Seanad debates

Tuesday, 7 December 2010

Communications Regulation (Postal Services) Bill 2010: Committee Stage (Resumed)

 

2:00 pm

Photo of Joe O'ReillyJoe O'Reilly (Fine Gael)

I strongly support Senator O'Toole's amendment to delete "five years" and substitute "three" because three years is a reasonable period. Five years would put An Post into a straitjacket. As I said on Second Stage, I am concerned that we should preserve the universal service obligation and the excellent next-day delivery levels to every part of Ireland that An Post has achieved. That is the premier objective. The second objective is that we have a quality delivery service to people's homes, not to central collection points. Cheques and moneys should not be put at risk by being collected at central locations, nor should we allow private operators at a lower level in the marketplace where they can cherry-pick.

Our big objectives are that An Post should be competitive, deliver a quality, universal service, preserve the taxpayer's investment at €100 million at the four automated centres, and keep its excellent workforce in place. Given those objectives, it is too much of a straitjacket to box it into a five-year price control system. We think that three years is a reasonable period. Obviously, a submission for a price increase in three years would have to go through the normal processes rather than being automatically agreed.

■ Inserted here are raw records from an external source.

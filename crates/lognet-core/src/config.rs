//! Configuration management for the simulator.
//!
//! Configuration is loaded from (in priority order):
//! 1. Environment variables (LOGNET__ prefix, `__` separator)
//! 2. Config file (`lognet.toml`, `[sim]` section)
//! 3. Defaults

use serde::Deserialize;

use crate::error::CoreError;

/// What to do when a change targets a node id that is not in the graph.
#[derive(Debug, Clone, Copy, Default, Deserialize, PartialEq, Eq)]
#[serde(rename_all = "lowercase")]
pub enum UnknownNodePolicy {
    /// Refuse the change: graph and history stay untouched.
    #[default]
    Reject,
    /// Record the change in history but leave the graph as it is.
    Ignore,
}

/// Top-level simulator configuration.
#[derive(Debug, Clone, Deserialize)]
pub struct SimConfig {
    /// Handling of changes addressed to unknown node ids.
    #[serde(default)]
    pub unknown_node: UnknownNodePolicy,

    /// JSON seed file (array of `{id, color, connections}`). Built-in seed when unset.
    #[serde(default)]
    pub seed_path: Option<String>,

    /// Default log filter when `RUST_LOG` is not set.
    #[serde(default = "default_log_level")]
    pub log_level: String,

    /// Number of most recent history entries the CLI prints. All when unset.
    #[serde(default)]
    pub history_limit: Option<usize>,
}

fn default_log_level() -> String {
    "warn".to_string()
}

impl Default for SimConfig {
    fn default() -> Self {
        Self {
            unknown_node: UnknownNodePolicy::default(),
            seed_path: None,
            log_level: default_log_level(),
            history_limit: None,
        }
    }
}

impl SimConfig {
    /// Load the `[sim]` section from `{file_prefix}.toml` (optional) and the
    /// `LOGNET__SIM__*` environment.
    pub fn load(file_prefix: &str) -> Result<Self, CoreError> {
        let cfg = config::Config::builder()
            .add_source(config::File::with_name(file_prefix).required(false))
            .add_source(
                config::Environment::with_prefix("LOGNET")
                    .separator("__")
                    .try_parsing(true),
            )
            .build()?;

        match cfg.get::<SimConfig>("sim") {
            Ok(c) => Ok(c),
            Err(config::ConfigError::NotFound(_)) => {
                tracing::debug!(file_prefix, "No [sim] configuration found, using defaults");
                Ok(SimConfig::default())
            }
            Err(e) => Err(e.into()),
        }
    }
}
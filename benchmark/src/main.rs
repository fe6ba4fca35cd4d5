mod output;
mod workload;

use std::fs::{File, create_dir_all};
use std::io::Write;
use std::path::{Path, PathBuf};

use anyhow::{Context, Result};
use clap::Parser;
use schedplot::{BenchConfig, Schedule, ThreadCount, WorkloadKind};
use tracing_subscriber::EnvFilter;

use output::{ExperimentReport, OutputRow};

#[derive(Parser, Debug)]
#[command(name = "schedplot-benchmark")]
struct Args {
    /// Label for this run (used in output file names).
    #[arg(long, default_value = "jacobi")]
    label: String,

    /// Kernel to time.
    #[arg(long, value_enum, default_value_t = WorkloadArg::Jacobi)]
    workload: WorkloadArg,

    /// Jacobi system dimension, or Mandelbrot image width.
    #[arg(long, default_value_t = 1000)]
    size: usize,

    /// Convergence threshold on the update max-norm.
    #[arg(long, default_value_t = 1e-6)]
    eps: f64,

    /// Iteration cap per solve, or escape-time cap per pixel.
    #[arg(long, default_value_t = 1000)]
    max_iter: usize,

    /// Thread counts to measure; must include 1.
    #[arg(long, value_delimiter = ',', default_value = "1,2,4,6,8")]
    threads: Vec<ThreadCount>,

    /// Scheduling policies, e.g. `static,static:2,dynamic:2,guided`.
    #[arg(
        long,
        value_delimiter = ',',
        default_value = "static,static:2,dynamic,dynamic:2,guided"
    )]
    policies: Vec<Schedule>,

    /// Number of times to run each cell (min and max dropped when >2).
    #[arg(long, default_value_t = 3)]
    runs: usize,

    /// Where to write the timing table JSON consumed by `schedplot --input`.
    #[arg(long, default_value = "benchmark/reports/timings.json")]
    out: PathBuf,

    /// Directory to write per-run CSV and JSON reports.
    #[arg(long, default_value = "benchmark/reports/csv")]
    csv_dir: PathBuf,
}

fn main() -> Result<()> {
    let args = Args::parse();

    tracing_subscriber::fmt()
        .with_env_filter(
            EnvFilter::try_from_default_env().unwrap_or_else(|_| EnvFilter::new("warn")),
        )
        .init();

    let plan = BenchConfig {
        workload: args.workload.to_kind(),
        size: args.size,
        eps: args.eps,
        max_iter: args.max_iter,
        threads: args.threads,
        policies: args.policies,
        runs: args.runs,
    };

    println!("=== {} ({:?}, n={}) ===", args.label, plan.workload, plan.size);
    let result = workload::run_matrix(&plan)?;
    println!();

    let rows = result
        .runs
        .iter()
        .map(|run| run.to_row(&args.label))
        .collect::<Vec<_>>();
    write_runs_csv(&args.csv_dir, &args.label, &rows)?;

    let report = ExperimentReport {
        name: args.label.clone(),
        workload: plan.workload,
        size: plan.size,
        runs: rows,
        cells: result.cells,
    };
    let report_path = args.csv_dir.join(format!("{}.json", args.label));
    std::fs::write(&report_path, serde_json::to_vec_pretty(&report)?)
        .with_context(|| format!("write {}", report_path.display()))?;
    println!("    wrote {}", report_path.display());

    if let Some(parent) = args.out.parent() {
        create_dir_all(parent)?;
    }
    std::fs::write(&args.out, result.table.to_json_vec()?)
        .with_context(|| format!("write {}", args.out.display()))?;
    println!("    wrote {}", args.out.display());

    Ok(())
}

fn write_runs_csv(dir: &Path, name: &str, rows: &[OutputRow]) -> Result<()> {
    create_dir_all(dir)?;
    let path = dir.join(format!("{name}.csv"));
    let mut file = File::create(&path)?;
    writeln!(file, "label,policy,threads,run,duration_ms,iterations,norm")?;

    for row in rows {
        writeln!(
            file,
            "{},\"{}\",{},{},{:.3},{},{:e}",
            row.label, row.policy, row.threads, row.run, row.duration_ms, row.iterations, row.norm
        )?;
    }

    println!("    wrote {}", path.display());
    Ok(())
}

#[derive(Copy, Clone, Debug, clap::ValueEnum)]
enum WorkloadArg {
    Jacobi,
    Mandelbrot,
}

impl WorkloadArg {
    fn to_kind(self) -> WorkloadKind {
        match self {
            WorkloadArg::Jacobi => WorkloadKind::Jacobi,
            WorkloadArg::Mandelbrot => WorkloadKind::Mandelbrot,
        }
    }
}
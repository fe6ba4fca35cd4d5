//! Core crate exports for schedplot.
//!
//! Timing tables hold execution time per thread count for each scheduling
//! policy. Speedup tables, charts and reports are derived from them. The
//! `schedule`, `jacobi` and `mandelbrot` modules provide the workloads the
//! benchmark harness measures to produce such tables.

pub mod chart;
pub mod config;
pub mod jacobi;
pub mod mandelbrot;
pub mod report;
pub mod schedule;
pub mod table;
pub mod types;

pub use chart::{ChartError, RenderedCharts, render_all};
pub use config::{BenchConfig, ChartConfig, ChartLabels, ConfigError, WorkloadKind};
pub use jacobi::{JacobiOutcome, JacobiParams, JacobiSystem};
pub use mandelbrot::{MandelbrotOutcome, MandelbrotParams};
pub use schedule::{Schedule, ScheduleError, ScheduleKind, parallel_map};
pub use table::{PolicySeries, SpeedupTable, TableError, TimingTable};
pub use types::{BASELINE_THREADS, Seconds, ThreadCount};
use serde::Serialize;

use crate::types::{BASELINE_THREADS, ThreadCount, is_valid_timing};

use super::error::TableError;
use super::timing::PolicySeries;

/// Speedup of every policy relative to its own single-thread time.
#[derive(Debug, Clone, Serialize, PartialEq)]
pub struct SpeedupTable {
    threads: Vec<ThreadCount>,
    series: Vec<PolicySeries>,
}

/// Divides each column's single-thread time by every time in that column.
///
/// Works on unvalidated columns: the baseline row is looked up by value and
/// each divisor is checked before use.
pub fn compute_speedup(
    threads: &[ThreadCount],
    series: &[PolicySeries],
) -> Result<Vec<PolicySeries>, TableError> {
    let baseline = threads
        .iter()
        .position(|t| *t == BASELINE_THREADS)
        .ok_or(TableError::MissingBaseline)?;

    series
        .iter()
        .map(|column| {
            if column.times.len() != threads.len() {
                return Err(TableError::RaggedSeries {
                    policy: column.name.clone(),
                    expected: threads.len(),
                    actual: column.times.len(),
                });
            }

            let invalid = |idx: usize| TableError::InvalidTiming {
                policy: column.name.clone(),
                threads: threads[idx],
                value: column.times[idx],
            };

            let t1 = column.times[baseline];
            if !is_valid_timing(t1) {
                return Err(invalid(baseline));
            }

            let ratios = column
                .times
                .iter()
                .enumerate()
                .map(|(idx, time)| {
                    if is_valid_timing(*time) {
                        Ok(t1 / time)
                    } else {
                        Err(invalid(idx))
                    }
                })
                .collect::<Result<Vec<_>, _>>()?;

            Ok(PolicySeries::new(column.name.clone(), ratios))
        })
        .collect()
}

impl SpeedupTable {
    pub(crate) fn new(threads: Vec<ThreadCount>, series: Vec<PolicySeries>) -> Self {
        Self { threads, series }
    }

    pub fn threads(&self) -> &[ThreadCount] {
        &self.threads
    }

    /// Speedup columns, in the same order as the timing table. The `times`
    /// field of each series holds unitless ratios.
    pub fn series(&self) -> &[PolicySeries] {
        &self.series
    }

    pub fn row_count(&self) -> usize {
        self.threads.len()
    }

    pub fn column_count(&self) -> usize {
        self.series.len()
    }

    pub fn policy(&self, name: &str) -> Result<&[f64], TableError> {
        self.series
            .iter()
            .find(|column| column.name == name)
            .map(|column| column.times.as_slice())
            .ok_or_else(|| TableError::UnknownPolicy(name.to_string()))
    }

    pub fn speedup_at(&self, name: &str, threads: ThreadCount) -> Result<Option<f64>, TableError> {
        let column = self.policy(name)?;
        Ok(self
            .threads
            .iter()
            .position(|t| *t == threads)
            .map(|idx| column[idx]))
    }

    /// Linear scaling reference: speedup equal to the thread count.
    pub fn ideal(&self) -> Vec<f64> {
        self.threads.iter().map(|t| *t as f64).collect()
    }

    /// Speedup divided by thread count for one policy.
    pub fn efficiency(&self, name: &str) -> Result<Vec<f64>, TableError> {
        let column = self.policy(name)?;
        Ok(column
            .iter()
            .zip(&self.threads)
            .map(|(speedup, threads)| speedup / *threads as f64)
            .collect())
    }

    pub fn max_speedup(&self) -> f64 {
        self.series
            .iter()
            .flat_map(|column| column.times.iter().copied())
            .fold(0.0, f64::max)
    }
}

#[cfg(test)]
mod tests {
    use super::*;

    #[test]
    fn baseline_row_is_found_by_value_not_position() {
        let threads = [4, 1, 2];
        let series = [PolicySeries::new("Guided", vec![2.0, 8.0, 4.0])];
        let speedup = compute_speedup(&threads, &series).unwrap();
        assert_eq!(speedup[0].times, vec![4.0, 1.0, 2.0]);
    }

    #[test]
    fn missing_baseline_is_an_error() {
        let series = [PolicySeries::new("Static", vec![2.0, 1.0])];
        let err = compute_speedup(&[2, 4], &series).unwrap_err();
        assert!(matches!(err, TableError::MissingBaseline));
    }

    #[test]
    fn zero_timing_is_an_error() {
        let series = [PolicySeries::new("Static", vec![2.0, 0.0])];
        let err = compute_speedup(&[1, 2], &series).unwrap_err();
        assert!(matches!(
            err,
            TableError::InvalidTiming { threads: 2, value, .. } if value == 0.0
        ));

        let series = [PolicySeries::new("Static", vec![0.0, 1.0])];
        let err = compute_speedup(&[1, 2], &series).unwrap_err();
        assert!(matches!(err, TableError::InvalidTiming { threads: 1, .. }));
    }

    #[test]
    fn ragged_column_is_an_error() {
        let series = [PolicySeries::new("Static", vec![2.0])];
        let err = compute_speedup(&[1, 2], &series).unwrap_err();
        assert!(matches!(err, TableError::RaggedSeries { .. }));
    }

    #[test]
    fn efficiency_divides_by_threads() {
        let table = SpeedupTable::new(
            vec![1, 2, 4],
            vec![PolicySeries::new("Dynamic", vec![1.0, 1.5, 3.0])],
        );
        assert_eq!(table.efficiency("Dynamic").unwrap(), vec![1.0, 0.75, 0.75]);
        assert_eq!(table.ideal(), vec![1.0, 2.0, 4.0]);
        assert_eq!(table.max_speedup(), 3.0);
    }
}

Were An Post bizarrely to propose a trebling of postage rates, that would not be accepted because there are controls to ensure it would not happen. Normal price controls would apply of having to go through the regulator and the Minister. One assumes, therefore, that the proposed regulations could not be abused. It is too much of a straitjacket to opt for the five-year period because we cannot gaze into the crystal ball to that degree. Senator O'Toole made the valid observation that we were wrong in the case of the ESB. There is no harm in learning from mistakes. If there is something we should all learn on this unique day in our history, it is the capacity to accept error, build on it and do new things as required.

I appeal to the Minister to accept the amendment as a reasonable proposition. Sufficient safeguards are built into the system for the consumer, yet it affords flexibility to adapt to what might be a very different situation in three years' time. We hope, of course, that postal services will get cheaper. That is our general ambition and no one is arguing to the contrary, but we are just trying to be sensible in the circumstances.